* [REQUIRED ACTION]: Which lines of the records below contain the word "contains"? Report each of them in full.

(Collected data entries)
=== Section Start ===

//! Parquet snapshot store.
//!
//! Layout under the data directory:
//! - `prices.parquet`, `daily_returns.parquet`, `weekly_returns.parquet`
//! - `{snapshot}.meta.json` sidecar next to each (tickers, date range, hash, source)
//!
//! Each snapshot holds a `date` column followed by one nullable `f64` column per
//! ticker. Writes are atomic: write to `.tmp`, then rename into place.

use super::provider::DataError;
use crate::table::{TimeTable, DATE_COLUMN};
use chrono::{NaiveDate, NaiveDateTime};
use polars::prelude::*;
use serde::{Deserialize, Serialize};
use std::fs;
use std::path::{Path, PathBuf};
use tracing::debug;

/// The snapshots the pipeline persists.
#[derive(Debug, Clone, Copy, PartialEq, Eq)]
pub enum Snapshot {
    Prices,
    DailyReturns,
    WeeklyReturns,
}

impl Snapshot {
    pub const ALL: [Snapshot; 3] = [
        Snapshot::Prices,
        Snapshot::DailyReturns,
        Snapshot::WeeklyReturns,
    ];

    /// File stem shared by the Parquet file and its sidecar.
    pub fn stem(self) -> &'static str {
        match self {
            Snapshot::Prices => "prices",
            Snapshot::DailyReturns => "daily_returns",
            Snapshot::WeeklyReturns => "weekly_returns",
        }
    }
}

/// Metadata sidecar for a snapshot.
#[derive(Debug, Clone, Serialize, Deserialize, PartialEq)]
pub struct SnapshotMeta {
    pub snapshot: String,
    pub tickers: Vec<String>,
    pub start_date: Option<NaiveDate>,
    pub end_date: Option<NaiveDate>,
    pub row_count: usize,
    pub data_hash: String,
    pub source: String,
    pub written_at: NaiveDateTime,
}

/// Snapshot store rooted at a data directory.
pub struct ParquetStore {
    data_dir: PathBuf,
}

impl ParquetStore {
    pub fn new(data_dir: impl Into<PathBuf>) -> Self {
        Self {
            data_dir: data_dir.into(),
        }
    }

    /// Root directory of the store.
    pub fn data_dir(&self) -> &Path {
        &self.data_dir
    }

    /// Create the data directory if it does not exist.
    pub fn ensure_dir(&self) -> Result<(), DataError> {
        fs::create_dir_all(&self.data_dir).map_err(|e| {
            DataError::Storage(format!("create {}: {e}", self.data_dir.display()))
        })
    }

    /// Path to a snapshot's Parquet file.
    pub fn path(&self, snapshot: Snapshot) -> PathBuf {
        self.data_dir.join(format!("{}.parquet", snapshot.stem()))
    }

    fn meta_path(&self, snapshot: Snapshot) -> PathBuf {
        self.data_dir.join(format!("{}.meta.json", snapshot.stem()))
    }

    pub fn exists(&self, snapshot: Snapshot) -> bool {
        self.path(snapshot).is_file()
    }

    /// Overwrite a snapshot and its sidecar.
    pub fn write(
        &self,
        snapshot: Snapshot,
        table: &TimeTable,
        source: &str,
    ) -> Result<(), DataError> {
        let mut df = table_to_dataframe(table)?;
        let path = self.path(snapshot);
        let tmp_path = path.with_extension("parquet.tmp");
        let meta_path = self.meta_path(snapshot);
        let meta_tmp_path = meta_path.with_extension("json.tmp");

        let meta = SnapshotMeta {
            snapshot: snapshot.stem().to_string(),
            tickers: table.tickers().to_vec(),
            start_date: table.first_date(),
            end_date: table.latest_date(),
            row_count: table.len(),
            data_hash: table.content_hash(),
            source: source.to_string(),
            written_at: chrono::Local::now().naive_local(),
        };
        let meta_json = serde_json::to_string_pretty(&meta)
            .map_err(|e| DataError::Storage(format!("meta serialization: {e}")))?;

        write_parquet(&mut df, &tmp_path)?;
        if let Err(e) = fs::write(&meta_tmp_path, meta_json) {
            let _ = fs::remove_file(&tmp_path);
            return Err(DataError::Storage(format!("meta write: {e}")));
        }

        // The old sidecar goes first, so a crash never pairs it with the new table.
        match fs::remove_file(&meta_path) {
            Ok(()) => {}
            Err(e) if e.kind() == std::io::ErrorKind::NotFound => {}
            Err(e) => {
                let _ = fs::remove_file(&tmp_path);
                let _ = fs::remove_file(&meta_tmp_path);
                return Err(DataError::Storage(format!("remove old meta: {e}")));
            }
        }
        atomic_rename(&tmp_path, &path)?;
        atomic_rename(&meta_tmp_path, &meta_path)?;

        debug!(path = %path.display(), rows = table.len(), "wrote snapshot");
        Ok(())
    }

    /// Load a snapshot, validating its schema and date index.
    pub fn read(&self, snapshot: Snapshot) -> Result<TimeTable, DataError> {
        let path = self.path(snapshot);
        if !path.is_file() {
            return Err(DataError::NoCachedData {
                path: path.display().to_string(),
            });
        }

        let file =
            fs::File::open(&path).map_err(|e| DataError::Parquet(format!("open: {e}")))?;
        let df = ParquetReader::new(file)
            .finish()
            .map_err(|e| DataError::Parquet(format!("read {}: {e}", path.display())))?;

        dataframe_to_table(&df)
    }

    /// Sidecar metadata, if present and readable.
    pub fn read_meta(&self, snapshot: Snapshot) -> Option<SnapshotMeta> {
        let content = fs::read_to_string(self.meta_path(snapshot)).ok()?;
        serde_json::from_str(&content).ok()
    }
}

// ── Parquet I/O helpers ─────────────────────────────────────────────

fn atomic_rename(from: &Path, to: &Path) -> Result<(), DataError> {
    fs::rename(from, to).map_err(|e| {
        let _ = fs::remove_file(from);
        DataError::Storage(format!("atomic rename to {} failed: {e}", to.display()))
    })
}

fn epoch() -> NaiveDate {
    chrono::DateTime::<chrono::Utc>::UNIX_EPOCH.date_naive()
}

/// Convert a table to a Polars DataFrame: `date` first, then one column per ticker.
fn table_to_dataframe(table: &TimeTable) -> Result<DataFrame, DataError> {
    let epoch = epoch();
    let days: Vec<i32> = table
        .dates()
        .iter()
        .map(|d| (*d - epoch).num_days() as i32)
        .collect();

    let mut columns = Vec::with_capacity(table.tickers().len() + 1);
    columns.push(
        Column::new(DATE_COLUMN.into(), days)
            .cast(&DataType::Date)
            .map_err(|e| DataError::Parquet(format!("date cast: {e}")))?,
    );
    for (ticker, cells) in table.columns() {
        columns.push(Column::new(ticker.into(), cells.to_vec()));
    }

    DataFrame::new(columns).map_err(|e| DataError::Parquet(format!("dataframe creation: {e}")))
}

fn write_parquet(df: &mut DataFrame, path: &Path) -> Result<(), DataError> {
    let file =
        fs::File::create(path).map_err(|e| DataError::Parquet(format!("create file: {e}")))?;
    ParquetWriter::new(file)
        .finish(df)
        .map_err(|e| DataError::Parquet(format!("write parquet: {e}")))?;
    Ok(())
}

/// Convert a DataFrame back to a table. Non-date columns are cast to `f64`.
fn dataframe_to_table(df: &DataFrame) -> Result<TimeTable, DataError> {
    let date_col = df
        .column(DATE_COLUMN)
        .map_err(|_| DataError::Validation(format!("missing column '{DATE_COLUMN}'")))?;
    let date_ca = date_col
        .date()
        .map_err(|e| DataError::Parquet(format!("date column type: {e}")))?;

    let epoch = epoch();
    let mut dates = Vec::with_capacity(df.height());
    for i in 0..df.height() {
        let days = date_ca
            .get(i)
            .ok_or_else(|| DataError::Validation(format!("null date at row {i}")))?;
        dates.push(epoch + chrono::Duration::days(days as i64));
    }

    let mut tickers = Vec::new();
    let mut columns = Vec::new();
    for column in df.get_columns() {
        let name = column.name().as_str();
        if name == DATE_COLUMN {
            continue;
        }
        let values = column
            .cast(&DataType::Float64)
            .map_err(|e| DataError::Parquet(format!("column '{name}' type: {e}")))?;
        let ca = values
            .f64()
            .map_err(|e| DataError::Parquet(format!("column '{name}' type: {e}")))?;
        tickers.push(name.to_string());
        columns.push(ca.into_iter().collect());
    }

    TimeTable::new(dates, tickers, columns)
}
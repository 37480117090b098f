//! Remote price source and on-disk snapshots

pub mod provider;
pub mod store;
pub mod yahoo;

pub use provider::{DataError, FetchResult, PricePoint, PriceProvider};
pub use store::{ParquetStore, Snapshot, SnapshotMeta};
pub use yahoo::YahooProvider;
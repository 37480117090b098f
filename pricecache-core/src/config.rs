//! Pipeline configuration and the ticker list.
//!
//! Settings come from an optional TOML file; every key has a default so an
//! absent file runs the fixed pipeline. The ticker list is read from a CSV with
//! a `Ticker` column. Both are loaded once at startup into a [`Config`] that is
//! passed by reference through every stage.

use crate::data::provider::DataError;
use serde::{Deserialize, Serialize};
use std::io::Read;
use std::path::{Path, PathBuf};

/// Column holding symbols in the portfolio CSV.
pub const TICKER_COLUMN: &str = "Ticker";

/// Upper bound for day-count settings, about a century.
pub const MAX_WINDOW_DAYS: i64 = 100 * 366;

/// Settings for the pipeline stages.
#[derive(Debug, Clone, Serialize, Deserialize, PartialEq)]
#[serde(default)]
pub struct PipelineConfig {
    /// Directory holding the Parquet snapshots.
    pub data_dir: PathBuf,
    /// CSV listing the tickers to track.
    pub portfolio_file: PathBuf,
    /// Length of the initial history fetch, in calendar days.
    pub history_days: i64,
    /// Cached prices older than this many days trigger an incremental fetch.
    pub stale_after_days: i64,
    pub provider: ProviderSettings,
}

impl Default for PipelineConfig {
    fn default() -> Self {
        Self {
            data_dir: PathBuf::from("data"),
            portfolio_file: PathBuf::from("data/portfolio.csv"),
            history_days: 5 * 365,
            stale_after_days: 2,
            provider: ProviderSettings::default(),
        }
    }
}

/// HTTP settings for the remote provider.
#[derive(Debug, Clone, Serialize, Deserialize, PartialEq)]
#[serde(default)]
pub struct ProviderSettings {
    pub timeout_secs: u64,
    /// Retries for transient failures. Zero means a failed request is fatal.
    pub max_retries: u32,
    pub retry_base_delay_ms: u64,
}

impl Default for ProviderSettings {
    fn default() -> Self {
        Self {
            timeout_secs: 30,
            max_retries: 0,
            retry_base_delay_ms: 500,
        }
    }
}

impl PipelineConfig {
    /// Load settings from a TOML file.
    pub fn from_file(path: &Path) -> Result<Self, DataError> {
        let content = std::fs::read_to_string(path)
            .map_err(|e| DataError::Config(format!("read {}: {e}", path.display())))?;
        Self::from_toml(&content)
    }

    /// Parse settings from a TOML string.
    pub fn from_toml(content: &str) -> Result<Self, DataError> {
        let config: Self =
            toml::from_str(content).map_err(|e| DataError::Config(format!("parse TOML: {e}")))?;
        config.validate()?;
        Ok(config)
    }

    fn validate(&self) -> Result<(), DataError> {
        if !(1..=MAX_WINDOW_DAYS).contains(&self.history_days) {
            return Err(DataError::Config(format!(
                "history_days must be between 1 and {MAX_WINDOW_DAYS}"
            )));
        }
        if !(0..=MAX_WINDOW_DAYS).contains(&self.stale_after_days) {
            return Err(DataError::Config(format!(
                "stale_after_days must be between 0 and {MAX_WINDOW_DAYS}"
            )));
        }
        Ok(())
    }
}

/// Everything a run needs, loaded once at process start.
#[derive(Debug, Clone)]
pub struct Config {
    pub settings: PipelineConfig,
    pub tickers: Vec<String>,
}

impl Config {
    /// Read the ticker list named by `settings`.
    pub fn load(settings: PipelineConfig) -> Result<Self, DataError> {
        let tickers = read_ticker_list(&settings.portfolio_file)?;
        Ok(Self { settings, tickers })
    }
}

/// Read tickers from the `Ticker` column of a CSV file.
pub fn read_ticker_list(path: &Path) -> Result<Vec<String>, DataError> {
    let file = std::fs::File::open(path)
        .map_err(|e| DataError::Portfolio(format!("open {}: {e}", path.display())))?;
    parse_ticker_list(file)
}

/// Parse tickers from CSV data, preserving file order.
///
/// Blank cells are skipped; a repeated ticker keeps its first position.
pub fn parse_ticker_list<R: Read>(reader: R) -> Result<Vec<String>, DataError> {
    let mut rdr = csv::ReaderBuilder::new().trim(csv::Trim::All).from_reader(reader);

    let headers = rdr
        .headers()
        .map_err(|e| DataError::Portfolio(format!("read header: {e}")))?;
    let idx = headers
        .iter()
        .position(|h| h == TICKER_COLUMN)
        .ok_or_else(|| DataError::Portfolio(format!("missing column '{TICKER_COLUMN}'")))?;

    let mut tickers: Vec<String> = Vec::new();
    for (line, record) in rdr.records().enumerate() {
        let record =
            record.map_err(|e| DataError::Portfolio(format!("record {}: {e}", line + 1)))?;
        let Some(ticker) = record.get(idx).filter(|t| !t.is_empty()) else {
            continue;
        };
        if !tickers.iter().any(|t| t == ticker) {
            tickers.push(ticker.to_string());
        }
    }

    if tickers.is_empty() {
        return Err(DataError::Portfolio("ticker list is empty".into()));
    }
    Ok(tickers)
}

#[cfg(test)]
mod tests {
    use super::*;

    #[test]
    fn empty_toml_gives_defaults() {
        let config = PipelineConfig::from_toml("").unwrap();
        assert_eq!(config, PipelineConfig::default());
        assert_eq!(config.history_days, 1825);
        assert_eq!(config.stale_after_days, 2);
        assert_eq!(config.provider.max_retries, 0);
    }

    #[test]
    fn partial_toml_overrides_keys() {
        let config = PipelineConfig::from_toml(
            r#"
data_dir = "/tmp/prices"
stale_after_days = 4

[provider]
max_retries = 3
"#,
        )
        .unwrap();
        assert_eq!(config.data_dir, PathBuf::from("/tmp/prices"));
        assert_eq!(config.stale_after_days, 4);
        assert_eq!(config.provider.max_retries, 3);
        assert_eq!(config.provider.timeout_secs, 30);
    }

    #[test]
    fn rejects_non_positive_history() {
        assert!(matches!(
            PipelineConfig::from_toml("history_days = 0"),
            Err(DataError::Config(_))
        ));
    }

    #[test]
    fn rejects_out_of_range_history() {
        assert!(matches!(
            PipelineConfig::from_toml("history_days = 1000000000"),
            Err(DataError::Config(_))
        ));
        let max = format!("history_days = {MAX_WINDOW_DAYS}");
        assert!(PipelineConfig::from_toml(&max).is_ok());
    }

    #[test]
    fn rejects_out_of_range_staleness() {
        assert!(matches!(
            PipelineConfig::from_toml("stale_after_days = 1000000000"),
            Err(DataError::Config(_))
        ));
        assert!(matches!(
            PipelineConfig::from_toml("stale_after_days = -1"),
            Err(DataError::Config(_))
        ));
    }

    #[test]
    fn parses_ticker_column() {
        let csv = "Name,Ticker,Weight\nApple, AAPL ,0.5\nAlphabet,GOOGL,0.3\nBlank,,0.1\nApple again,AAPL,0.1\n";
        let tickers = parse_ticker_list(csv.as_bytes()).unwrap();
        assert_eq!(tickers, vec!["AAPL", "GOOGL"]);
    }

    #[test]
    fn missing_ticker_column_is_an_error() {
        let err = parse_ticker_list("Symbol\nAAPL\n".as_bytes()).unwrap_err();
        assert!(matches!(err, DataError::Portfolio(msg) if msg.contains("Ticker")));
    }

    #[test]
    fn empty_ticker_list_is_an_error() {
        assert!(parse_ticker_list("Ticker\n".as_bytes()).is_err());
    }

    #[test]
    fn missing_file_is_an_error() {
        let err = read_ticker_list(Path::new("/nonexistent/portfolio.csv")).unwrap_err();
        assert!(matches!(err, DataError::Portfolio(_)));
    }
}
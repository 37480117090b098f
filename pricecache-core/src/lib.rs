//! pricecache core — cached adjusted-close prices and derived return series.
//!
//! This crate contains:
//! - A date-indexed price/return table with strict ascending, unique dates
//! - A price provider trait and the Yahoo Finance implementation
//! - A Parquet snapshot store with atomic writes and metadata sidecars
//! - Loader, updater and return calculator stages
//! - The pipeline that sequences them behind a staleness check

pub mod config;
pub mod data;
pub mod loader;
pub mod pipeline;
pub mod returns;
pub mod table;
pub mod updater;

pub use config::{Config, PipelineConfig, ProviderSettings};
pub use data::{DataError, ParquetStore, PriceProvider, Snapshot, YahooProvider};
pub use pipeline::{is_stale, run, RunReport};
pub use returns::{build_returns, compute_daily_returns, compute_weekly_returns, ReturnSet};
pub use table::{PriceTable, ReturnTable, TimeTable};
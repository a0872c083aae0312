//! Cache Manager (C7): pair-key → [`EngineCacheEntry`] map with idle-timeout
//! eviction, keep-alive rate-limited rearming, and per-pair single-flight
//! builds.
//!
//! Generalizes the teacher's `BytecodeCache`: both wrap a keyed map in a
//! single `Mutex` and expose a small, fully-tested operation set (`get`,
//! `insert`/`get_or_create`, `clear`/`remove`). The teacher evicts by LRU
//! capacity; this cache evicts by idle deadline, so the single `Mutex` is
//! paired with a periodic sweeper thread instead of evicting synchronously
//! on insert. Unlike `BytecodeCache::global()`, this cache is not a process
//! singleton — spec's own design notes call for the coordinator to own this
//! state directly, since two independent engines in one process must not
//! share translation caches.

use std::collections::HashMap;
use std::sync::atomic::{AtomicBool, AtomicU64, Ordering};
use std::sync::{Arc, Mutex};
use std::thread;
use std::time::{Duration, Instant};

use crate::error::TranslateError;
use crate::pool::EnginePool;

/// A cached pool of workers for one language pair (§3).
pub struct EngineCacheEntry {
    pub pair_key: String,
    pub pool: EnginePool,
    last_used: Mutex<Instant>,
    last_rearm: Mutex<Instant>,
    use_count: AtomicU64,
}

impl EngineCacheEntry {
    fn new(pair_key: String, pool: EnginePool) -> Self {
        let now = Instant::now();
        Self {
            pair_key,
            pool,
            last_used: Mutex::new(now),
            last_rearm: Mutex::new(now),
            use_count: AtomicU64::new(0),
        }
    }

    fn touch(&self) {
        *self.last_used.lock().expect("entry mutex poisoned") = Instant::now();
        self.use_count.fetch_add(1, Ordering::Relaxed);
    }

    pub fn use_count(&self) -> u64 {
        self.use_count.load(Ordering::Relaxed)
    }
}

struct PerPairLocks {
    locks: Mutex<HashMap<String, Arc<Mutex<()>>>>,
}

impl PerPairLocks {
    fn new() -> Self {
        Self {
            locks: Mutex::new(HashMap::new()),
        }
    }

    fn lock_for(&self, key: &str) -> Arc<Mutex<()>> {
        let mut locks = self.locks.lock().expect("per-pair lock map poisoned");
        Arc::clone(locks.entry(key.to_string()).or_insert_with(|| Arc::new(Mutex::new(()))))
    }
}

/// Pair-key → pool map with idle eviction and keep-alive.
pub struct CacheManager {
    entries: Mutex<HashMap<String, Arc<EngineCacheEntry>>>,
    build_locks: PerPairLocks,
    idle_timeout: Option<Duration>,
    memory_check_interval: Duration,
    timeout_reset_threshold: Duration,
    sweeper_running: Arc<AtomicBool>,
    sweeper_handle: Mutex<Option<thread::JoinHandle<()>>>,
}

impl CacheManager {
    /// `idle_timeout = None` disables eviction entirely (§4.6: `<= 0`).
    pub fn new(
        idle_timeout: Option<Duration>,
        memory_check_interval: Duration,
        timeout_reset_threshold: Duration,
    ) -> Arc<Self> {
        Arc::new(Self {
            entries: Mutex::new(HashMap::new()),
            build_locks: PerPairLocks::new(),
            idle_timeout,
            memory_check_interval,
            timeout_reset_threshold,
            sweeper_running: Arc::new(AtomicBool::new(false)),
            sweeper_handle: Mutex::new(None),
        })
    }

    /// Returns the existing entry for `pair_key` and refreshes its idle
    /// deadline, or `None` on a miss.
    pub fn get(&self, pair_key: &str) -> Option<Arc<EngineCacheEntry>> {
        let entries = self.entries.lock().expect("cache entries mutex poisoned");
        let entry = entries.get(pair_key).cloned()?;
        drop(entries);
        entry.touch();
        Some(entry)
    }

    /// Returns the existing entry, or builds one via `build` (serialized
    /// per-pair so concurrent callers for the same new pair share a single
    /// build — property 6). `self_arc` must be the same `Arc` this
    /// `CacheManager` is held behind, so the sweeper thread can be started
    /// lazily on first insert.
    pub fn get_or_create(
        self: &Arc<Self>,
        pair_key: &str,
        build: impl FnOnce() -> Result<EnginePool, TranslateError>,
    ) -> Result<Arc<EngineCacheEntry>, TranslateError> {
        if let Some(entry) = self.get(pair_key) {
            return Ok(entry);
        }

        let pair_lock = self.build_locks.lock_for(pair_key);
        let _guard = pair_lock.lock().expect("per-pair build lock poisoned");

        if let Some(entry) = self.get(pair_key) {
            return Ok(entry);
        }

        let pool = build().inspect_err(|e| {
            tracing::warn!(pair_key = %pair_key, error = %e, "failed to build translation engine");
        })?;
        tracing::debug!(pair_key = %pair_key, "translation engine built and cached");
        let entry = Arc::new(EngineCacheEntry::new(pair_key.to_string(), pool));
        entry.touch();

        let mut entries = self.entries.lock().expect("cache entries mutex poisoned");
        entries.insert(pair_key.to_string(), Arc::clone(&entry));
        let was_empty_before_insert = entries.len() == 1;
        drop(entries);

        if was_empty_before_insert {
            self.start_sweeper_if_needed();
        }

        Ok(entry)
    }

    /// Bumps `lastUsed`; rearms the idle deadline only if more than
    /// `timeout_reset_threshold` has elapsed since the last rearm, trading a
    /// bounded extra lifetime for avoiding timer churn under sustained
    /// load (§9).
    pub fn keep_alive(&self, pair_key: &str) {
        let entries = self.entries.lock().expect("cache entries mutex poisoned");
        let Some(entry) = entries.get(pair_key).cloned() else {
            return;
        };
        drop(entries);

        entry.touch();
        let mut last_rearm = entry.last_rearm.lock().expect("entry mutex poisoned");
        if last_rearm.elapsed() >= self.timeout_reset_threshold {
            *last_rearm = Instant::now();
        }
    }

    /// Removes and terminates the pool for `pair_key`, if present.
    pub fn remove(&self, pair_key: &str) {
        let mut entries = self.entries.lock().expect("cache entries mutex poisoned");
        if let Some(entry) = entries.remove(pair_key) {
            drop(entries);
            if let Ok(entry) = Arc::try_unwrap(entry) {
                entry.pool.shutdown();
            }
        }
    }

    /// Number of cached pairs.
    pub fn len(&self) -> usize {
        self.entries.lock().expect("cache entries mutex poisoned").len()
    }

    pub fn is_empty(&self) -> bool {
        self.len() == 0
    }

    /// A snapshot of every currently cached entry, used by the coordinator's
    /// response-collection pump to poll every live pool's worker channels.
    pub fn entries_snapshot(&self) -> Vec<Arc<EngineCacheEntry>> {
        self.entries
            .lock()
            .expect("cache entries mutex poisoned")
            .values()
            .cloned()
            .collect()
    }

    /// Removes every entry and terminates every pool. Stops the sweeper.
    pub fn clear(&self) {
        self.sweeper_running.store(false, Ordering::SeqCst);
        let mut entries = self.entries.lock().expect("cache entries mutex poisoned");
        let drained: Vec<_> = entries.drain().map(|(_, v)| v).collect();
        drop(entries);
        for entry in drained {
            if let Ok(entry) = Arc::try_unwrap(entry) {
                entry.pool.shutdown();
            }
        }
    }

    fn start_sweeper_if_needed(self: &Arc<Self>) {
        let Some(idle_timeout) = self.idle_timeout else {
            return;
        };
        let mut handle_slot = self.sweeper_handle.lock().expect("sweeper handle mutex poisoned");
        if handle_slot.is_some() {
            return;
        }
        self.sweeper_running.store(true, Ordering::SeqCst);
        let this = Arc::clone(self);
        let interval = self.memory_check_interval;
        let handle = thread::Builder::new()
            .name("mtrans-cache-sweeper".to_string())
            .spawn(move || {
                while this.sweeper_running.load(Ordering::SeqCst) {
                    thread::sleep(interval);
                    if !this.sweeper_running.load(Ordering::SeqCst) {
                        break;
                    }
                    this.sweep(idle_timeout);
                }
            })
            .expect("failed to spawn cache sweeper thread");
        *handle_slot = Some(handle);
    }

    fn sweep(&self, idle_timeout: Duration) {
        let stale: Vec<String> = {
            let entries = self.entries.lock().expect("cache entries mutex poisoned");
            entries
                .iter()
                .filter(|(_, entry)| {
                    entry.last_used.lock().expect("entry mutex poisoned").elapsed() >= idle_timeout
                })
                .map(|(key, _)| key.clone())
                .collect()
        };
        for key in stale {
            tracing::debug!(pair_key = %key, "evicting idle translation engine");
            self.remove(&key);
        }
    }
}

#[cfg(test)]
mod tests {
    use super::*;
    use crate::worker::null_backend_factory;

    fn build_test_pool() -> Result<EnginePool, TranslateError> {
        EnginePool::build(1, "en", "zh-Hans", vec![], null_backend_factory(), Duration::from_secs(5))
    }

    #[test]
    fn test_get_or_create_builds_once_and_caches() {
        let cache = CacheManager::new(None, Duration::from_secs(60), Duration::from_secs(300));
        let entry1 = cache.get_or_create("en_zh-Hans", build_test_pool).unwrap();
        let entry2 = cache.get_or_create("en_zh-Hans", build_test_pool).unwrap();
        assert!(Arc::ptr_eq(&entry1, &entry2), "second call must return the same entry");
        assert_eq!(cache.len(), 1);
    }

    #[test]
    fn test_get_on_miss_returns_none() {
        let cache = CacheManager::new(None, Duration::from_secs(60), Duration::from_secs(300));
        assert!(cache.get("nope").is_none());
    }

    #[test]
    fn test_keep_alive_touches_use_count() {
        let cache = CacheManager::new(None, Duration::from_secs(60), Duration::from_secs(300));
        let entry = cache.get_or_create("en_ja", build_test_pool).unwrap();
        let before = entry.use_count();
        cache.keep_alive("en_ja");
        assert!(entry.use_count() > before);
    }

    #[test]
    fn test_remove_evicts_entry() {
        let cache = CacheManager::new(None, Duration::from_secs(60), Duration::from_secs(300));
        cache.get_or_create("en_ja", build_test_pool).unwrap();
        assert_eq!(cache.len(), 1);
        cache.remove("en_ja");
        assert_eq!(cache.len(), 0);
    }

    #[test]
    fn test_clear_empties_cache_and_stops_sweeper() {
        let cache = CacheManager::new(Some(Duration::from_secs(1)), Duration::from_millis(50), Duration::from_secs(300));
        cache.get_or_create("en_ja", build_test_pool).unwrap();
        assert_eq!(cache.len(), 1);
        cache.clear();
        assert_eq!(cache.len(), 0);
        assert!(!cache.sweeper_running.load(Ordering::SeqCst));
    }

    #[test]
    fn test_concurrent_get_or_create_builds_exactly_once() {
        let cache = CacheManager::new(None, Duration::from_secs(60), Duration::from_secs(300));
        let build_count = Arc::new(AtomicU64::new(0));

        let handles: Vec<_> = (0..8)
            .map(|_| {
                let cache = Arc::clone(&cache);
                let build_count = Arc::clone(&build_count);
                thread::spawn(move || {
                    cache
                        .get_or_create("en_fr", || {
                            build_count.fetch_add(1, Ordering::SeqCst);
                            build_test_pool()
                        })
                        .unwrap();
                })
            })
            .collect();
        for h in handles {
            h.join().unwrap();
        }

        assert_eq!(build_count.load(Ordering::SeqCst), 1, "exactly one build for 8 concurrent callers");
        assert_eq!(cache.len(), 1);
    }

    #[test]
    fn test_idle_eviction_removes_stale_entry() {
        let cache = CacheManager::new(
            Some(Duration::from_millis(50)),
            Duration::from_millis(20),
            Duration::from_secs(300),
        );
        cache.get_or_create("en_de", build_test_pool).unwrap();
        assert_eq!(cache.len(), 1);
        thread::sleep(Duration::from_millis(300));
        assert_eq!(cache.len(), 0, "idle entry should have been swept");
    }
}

=== Section End ===

* [ANSWER SPACE]:
        if !(1..=MAX_WINDOW_DAYS).contains(&self.history_days) {
        if !(0..=MAX_WINDOW_DAYS).contains(&self.stale_after_days) {
        assert!(matches!(err, DataError::Portfolio(msg) if msg.contains("Ticker")));
//! This crate contains:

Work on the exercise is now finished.